EXERCISE INSTRUCTIONS:
Look for the string "encodings" in the data below, and copy each line that holds it.

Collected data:

***

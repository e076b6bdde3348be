//! Byte permutations applied by each encoding before the payload is stored.
//!
//! Every permutation here only moves bytes; none depends on byte values. Each one is also its
//! own inverse, so [`forward`] and [`backward`] share a single implementation.
//!
//! Positions of the canonical bytes in the stored payload:
//!
//! ```text
//! Standard / PythonLegacy:  0 1 2 3  4 5  6 7  8 9 a b c d e f
//! JavaLegacy:               7 6 5 4  3 2  1 0  f e d c b a 9 8
//! CSharpLegacy:             3 2 1 0  5 4  7 6  8 9 a b c d e f
//! ```

use crate::{EncodingVariant, UuidBytes};

/// Reorders `bytes` according to `variant`.
pub fn permute(variant: EncodingVariant, bytes: &UuidBytes) -> UuidBytes {
    match variant {
        EncodingVariant::Standard | EncodingVariant::PythonLegacy => *bytes,
        EncodingVariant::JavaLegacy => java_legacy(bytes),
        EncodingVariant::CSharpLegacy => csharp_legacy(bytes),
    }
}

/// Canonical bytes to stored bytes.
pub fn forward(variant: EncodingVariant, canonical: &UuidBytes) -> UuidBytes {
    permute(variant, canonical)
}

/// Stored bytes to canonical bytes.
pub fn backward(variant: EncodingVariant, stored: &UuidBytes) -> UuidBytes {
    permute(variant, stored)
}

/// Reverses the most and least significant 8-byte halves independently.
fn java_legacy(bytes: &UuidBytes) -> UuidBytes {
    let mut out = *bytes;
    out[..8].reverse();
    out[8..].reverse();
    out
}

/// Reverses the 4-byte, 2-byte and 2-byte GUID fields; the trailing 8 bytes stay put.
fn csharp_legacy(bytes: &UuidBytes) -> UuidBytes {
    let mut out = *bytes;
    out[0..4].reverse();
    out[4..6].reverse();
    out[6..8].reverse();
    out
}
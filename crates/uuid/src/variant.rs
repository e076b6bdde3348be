//! Registry of supported UUID binary encodings.

use crate::{UuidError, UuidResult};
use std::{fmt, str::FromStr};

/// Binary subtype shared by all legacy driver encodings.
pub const BINARY_SUBTYPE_UUID_OLD: u8 = 3;

/// Binary subtype of the standard (RFC 4122 byte order) encoding.
pub const BINARY_SUBTYPE_UUID: u8 = 4;

/// One of the four UUID binary encodings.
///
/// Each variant pairs a subtype tag with a fixed byte permutation (see [`crate::permute`]).
/// The set is closed: new encodings are added here, not registered at runtime.
#[derive(Clone, Copy, Debug, PartialEq, Eq, Hash, PartialOrd, Ord)]
pub enum EncodingVariant {
    /// Subtype 4, network byte order.
    Standard,
    /// Subtype 3, as written by the legacy Java driver.
    JavaLegacy,
    /// Subtype 3, as written by the legacy C# driver.
    CSharpLegacy,
    /// Subtype 3, as written by the legacy Python driver.
    PythonLegacy,
}

impl EncodingVariant {
    /// All variants, in registry order.
    pub const ALL: [EncodingVariant; 4] = [
        EncodingVariant::Standard,
        EncodingVariant::JavaLegacy,
        EncodingVariant::CSharpLegacy,
        EncodingVariant::PythonLegacy,
    ];

    /// Returns the binary subtype this variant is stored under.
    pub const fn subtype(self) -> u8 {
        match self {
            EncodingVariant::Standard => BINARY_SUBTYPE_UUID,
            EncodingVariant::JavaLegacy
            | EncodingVariant::CSharpLegacy
            | EncodingVariant::PythonLegacy => BINARY_SUBTYPE_UUID_OLD,
        }
    }

    /// Returns the variant name, e.g. `"CSharpLegacy"`.
    pub const fn name(self) -> &'static str {
        match self {
            EncodingVariant::Standard => "Standard",
            EncodingVariant::JavaLegacy => "JavaLegacy",
            EncodingVariant::CSharpLegacy => "CSharpLegacy",
            EncodingVariant::PythonLegacy => "PythonLegacy",
        }
    }

    /// Returns the shell display tag, e.g. `"CSUUID"`.
    pub const fn display_tag(self) -> &'static str {
        match self {
            EncodingVariant::Standard => "UUID",
            EncodingVariant::JavaLegacy => "JUUID",
            EncodingVariant::CSharpLegacy => "CSUUID",
            EncodingVariant::PythonLegacy => "PYUUID",
        }
    }

    /// Returns true if this variant is one of the subtype 3 driver encodings.
    pub const fn is_legacy(self) -> bool {
        self.subtype() == BINARY_SUBTYPE_UUID_OLD
    }

    /// Returns every variant that stores values under `subtype`.
    ///
    /// Subtype 3 yields all three legacy variants: the stored bytes alone cannot tell them
    /// apart, so callers must pick one themselves. Unknown subtypes yield an empty list.
    pub fn candidates_for_subtype(subtype: u8) -> Vec<EncodingVariant> {
        Self::ALL
            .into_iter()
            .filter(|variant| variant.subtype() == subtype)
            .collect()
    }

    /// Looks up a variant by its display tag (`UUID`, `JUUID`, `CSUUID`, `PYUUID`).
    ///
    /// Matching is exact; this is used when parsing shell literals.
    pub fn from_display_tag(tag: &str) -> Option<EncodingVariant> {
        Self::ALL
            .into_iter()
            .find(|variant| variant.display_tag() == tag)
    }
}

impl fmt::Display for EncodingVariant {
    fn fmt(&self, f: &mut fmt::Formatter<'_>) -> fmt::Result {
        f.write_str(self.name())
    }
}

impl FromStr for EncodingVariant {
    type Err = UuidError;

    /// Parses a variant name, display tag or driver alias, ignoring case.
    ///
    /// # Errors
    ///
    /// Returns [`UuidError::UnknownVariant`] if `s` names none of the four variants.
    fn from_str(s: &str) -> Result<Self, Self::Err> {
        let key = s.trim().to_ascii_lowercase();
        let variant = match key.as_str() {
            "standard" | "uuid" => EncodingVariant::Standard,
            "javalegacy" | "juuid" | "java" => EncodingVariant::JavaLegacy,
            "csharplegacy" | "csuuid" | "csharp" | "c#" => EncodingVariant::CSharpLegacy,
            "pythonlegacy" | "pyuuid" | "python" => EncodingVariant::PythonLegacy,
            _ => return Err(UuidError::UnknownVariant(s.to_string())),
        };
        Ok(variant)
    }
}

/// Parses a variant name, returning a typed error on failure.
///
/// This is the dispatch boundary for callers holding a variant as a string.
pub fn parse_variant(name: &str) -> UuidResult<EncodingVariant> {
    name.parse()
}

***

OUTPUT BELOW:
//! Registry of supported UUID binary encodings.
/// Binary subtype shared by all legacy driver encodings.
/// One of the four UUID binary encodings.
/// The set is closed: new encodings are added here, not registered at runtime.
    /// Returns true if this variant is one of the subtype 3 driver encodings.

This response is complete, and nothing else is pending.